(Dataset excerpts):
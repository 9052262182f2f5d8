use std::{
    fmt::Write as _,
    path::{Path, PathBuf},
};

use snafu::ResultExt;
use tracing::*;

use crate::{error::*, layout::page::PageResult};

pub const ALL_PAGES_FILE: &str = "all_pages.txt";

/// Writes `page_{n:03}.txt` for every page plus `all_pages.txt`.
pub fn save_results(results: &[PageResult], dir: &Path) -> Result<Vec<PathBuf>, HtrError> {
    std::fs::create_dir_all(dir).context(IoWriteSnafu {
        path: dir.to_string_lossy(),
    })?;

    let mut written = Vec::with_capacity(results.len() + 1);
    for page in results {
        let path = dir.join(format!("page_{:03}.txt", page.page_number));
        write_file(&path, &page.text)?;
        written.push(path);
    }

    let path = dir.join(ALL_PAGES_FILE);
    write_file(&path, &all_pages_text(results))?;
    written.push(path);

    info!("saved {} text files to {}", written.len(), dir.display());
    Ok(written)
}

fn write_file(path: &Path, content: &str) -> Result<(), HtrError> {
    std::fs::write(path, content).context(IoWriteSnafu {
        path: path.to_string_lossy(),
    })
}

/// Content of `all_pages.txt`.
pub fn all_pages_text(results: &[PageResult]) -> String {
    let mut text = String::new();
    for page in results {
        let _ = write!(text, "=== Page {} ===\n{}\n\n", page.page_number, page.text);
    }
    text
}

/// Text of all pages as shown by the demos.
pub fn combined_text(results: &[PageResult]) -> String {
    let mut text = String::new();
    for page in results {
        let _ = write!(text, "--- Page {} ---\n{}\n\n", page.page_number, page.text);
    }
    text
}

/// One `Page N: W words` line per page.
pub fn summary(results: &[PageResult]) -> String {
    results
        .iter()
        .map(|page| format!("Page {}: {} words", page.page_number, page.word_count))
        .collect::<Vec<_>>()
        .join("\n")
}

(WHAT IS REQUIRED): From the records above, extract each line exactly as shown.

(EXERCISE ANSWER):
repository 9052262182f2f5d8
use std::{
    fmt::Write as _,
    path::{Path, PathBuf},
};

use snafu::ResultExt;
use tracing::*;

use crate::{error::*, layout::page::PageResult};

pub const ALL_PAGES_FILE: &str = "all_pages.txt";

/// Writes `page_{n:03}.txt` for every page plus `all_pages.txt`.
pub fn save_results(results: &[PageResult], dir: &Path) -> Result<Vec<PathBuf>, HtrError> {
    std::fs::create_dir_all(dir).context(IoWriteSnafu {
        path: dir.to_string_lossy(),
    })?;

    let mut written = Vec::with_capacity(results.len() + 1);
    for page in results {
        let path = dir.join(format!("page_{:03}.txt", page.page_number));
        write_file(&path, &page.text)?;
        written.push(path);
    }

    let path = dir.join(ALL_PAGES_FILE);
    write_file(&path, &all_pages_text(results))?;
    written.push(path);

    info!("saved {} text files to {}", written.len(), dir.display());
    Ok(written)
}

fn write_file(path: &Path, content: &str) -> Result<(), HtrError> {
    std::fs::write(path, content).context(IoWriteSnafu {
        path: path.to_string_lossy(),
    })
}

/// Content of `all_pages.txt`.
pub fn all_pages_text(results: &[PageResult]) -> String {
    let mut text = String::new();
    for page in results {
        let _ = write!(text, "=== Page {} ===\n{}\n\n", page.page_number, page.text);
    }
    text
}

/// Text of all pages as shown by the demos.
pub fn combined_text(results: &[PageResult]) -> String {
    let mut text = String::new();
    for page in results {
        let _ = write!(text, "--- Page {} ---\n{}\n\n", page.page_number, page.text);
    }
    text
}

/// One `Page N: W words` line per page.
pub fn summary(results: &[PageResult]) -> String {
    results
        .iter()
        .map(|page| format!("Page {}: {} words", page.page_number, page.word_count))
        .collect::<Vec<_>>()
        .join("\n")
}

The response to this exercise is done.